[Collected data entries]
▶

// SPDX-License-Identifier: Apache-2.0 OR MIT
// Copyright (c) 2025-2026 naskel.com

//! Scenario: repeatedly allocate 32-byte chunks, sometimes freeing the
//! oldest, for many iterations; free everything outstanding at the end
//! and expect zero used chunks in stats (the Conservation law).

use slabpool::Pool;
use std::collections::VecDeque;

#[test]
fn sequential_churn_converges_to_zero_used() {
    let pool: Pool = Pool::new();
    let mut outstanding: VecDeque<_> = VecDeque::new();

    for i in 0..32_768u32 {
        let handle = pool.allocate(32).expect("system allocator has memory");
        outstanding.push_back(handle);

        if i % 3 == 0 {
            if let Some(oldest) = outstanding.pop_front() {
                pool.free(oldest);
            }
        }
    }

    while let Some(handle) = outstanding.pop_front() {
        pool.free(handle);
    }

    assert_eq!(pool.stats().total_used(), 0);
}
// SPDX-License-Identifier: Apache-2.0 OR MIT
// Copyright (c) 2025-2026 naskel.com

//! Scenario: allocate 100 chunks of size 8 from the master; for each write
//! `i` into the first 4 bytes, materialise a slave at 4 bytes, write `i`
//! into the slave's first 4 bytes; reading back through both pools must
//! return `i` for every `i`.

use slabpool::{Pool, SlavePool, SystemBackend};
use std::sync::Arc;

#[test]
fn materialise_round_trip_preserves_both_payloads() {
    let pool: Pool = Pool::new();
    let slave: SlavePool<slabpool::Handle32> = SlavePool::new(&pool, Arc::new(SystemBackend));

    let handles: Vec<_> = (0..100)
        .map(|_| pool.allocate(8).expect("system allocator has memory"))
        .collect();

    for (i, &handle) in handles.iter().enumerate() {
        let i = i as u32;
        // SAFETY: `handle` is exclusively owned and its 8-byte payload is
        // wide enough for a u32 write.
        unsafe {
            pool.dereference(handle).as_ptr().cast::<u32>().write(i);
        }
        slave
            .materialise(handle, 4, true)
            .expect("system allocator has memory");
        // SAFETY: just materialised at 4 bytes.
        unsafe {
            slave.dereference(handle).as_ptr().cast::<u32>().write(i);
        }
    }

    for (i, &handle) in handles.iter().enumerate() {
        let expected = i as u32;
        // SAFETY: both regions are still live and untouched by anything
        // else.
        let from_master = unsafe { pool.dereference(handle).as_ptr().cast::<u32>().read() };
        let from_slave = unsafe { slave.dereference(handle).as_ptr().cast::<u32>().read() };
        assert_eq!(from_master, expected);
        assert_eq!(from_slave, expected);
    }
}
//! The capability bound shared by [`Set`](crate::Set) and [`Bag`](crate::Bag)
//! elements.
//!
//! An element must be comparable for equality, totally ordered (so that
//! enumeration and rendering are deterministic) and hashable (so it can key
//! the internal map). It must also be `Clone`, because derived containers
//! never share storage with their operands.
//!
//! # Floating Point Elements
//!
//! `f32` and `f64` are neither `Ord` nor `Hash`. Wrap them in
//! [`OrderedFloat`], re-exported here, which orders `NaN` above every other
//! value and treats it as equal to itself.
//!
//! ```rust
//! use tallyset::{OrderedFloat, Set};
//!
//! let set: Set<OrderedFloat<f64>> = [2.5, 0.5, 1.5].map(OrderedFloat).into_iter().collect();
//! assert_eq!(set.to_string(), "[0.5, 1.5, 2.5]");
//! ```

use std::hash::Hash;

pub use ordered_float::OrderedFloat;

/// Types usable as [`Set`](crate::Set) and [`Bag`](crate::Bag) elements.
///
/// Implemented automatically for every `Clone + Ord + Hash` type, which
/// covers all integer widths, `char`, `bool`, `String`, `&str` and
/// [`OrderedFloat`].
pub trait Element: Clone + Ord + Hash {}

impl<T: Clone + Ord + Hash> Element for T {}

◀

» What you are asked to do
Say only how many lines above contain "write", with no other words.

» Answer for the task
5